# Discovery/NPL Playoffs



## soccersc (Apr 4, 2022)

In the NPL Playoff structure slides in says the winner of #1 seed and #2 seed play for the championship and the "Winner is NPL Champion and qualifies for SOCAL Champions League"

Anyone know what is the SOCAL Champions League?


----------



## timbuck (Apr 4, 2022)

Better question-  How in the F do they schedule games for Friday at 3pm?
They should rename it the "Forfeit Cup".


----------



## Venantsyo (Apr 4, 2022)

timbuck said:


> Better question-  How in the F do they schedule games for Friday at 3pm?
> They should rename it the "Forfeit Cup".


I don't think anybody will forfeit, but it definitely is a major inconvenience. Anyway, It looks like missing (several) days of school at 12 for soccer tournaments is an acceptable practice, so...

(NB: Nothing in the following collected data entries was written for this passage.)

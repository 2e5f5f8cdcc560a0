//! Transaction records consumed by every kernel.

use crate::error::{FraudError, Result};
use chrono::{DateTime, Utc};
use serde::{Deserialize, Serialize};

/// Opaque account identifier.
pub type AccountId = String;

/// A validated money transfer between two accounts.
///
/// Records are immutable input: kernels only ever borrow them.
#[derive(Debug, Clone, PartialEq, Serialize, Deserialize)]
pub struct Transaction {
    /// Sending account.
    pub sender_id: AccountId,
    /// Receiving account.
    pub receiver_id: AccountId,
    /// Transferred amount (non-negative).
    pub amount: f64,
    /// Instant the transfer happened.
    pub timestamp: DateTime<Utc>,
}

impl Transaction {
    /// Create a new transaction.
    pub fn new(
        sender_id: impl Into<AccountId>,
        receiver_id: impl Into<AccountId>,
        amount: f64,
        timestamp: DateTime<Utc>,
    ) -> Self {
        Self {
            sender_id: sender_id.into(),
            receiver_id: receiver_id.into(),
            amount,
            timestamp,
        }
    }

    /// Check the record against the input contract of the engine.
    pub fn validate(&self) -> Result<()> {
        if self.sender_id.is_empty() || self.receiver_id.is_empty() {
            return Err(FraudError::validation("account id must not be empty"));
        }
        if !self.amount.is_finite() || self.amount < 0.0 {
            return Err(FraudError::validation(format!(
                "amount must be a finite non-negative number, got {} ({} -> {})",
                self.amount, self.sender_id, self.receiver_id
            )));
        }
        Ok(())
    }
}

/// Validate every record of a batch, failing on the first bad one.
pub fn validate_batch(transactions: &[Transaction]) -> Result<()> {
    transactions.iter().try_for_each(Transaction::validate)
}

I am also curious on the Socal Champions League as well.


----------



## soccersc (Apr 4, 2022)

timbuck said:


> Better question-  How in the F do they schedule games for Friday at 3pm?
> They should rename it the "Forfeit Cup".


Kinda crazy...I guess they feel like they are a big tournament that requires teams to play on Fridays. LOL 
With things like that, the scheduling in general for the entire season, and the amount of teams that dropped from State Cup they better figure it out soon!


----------



## timbuck (Apr 4, 2022)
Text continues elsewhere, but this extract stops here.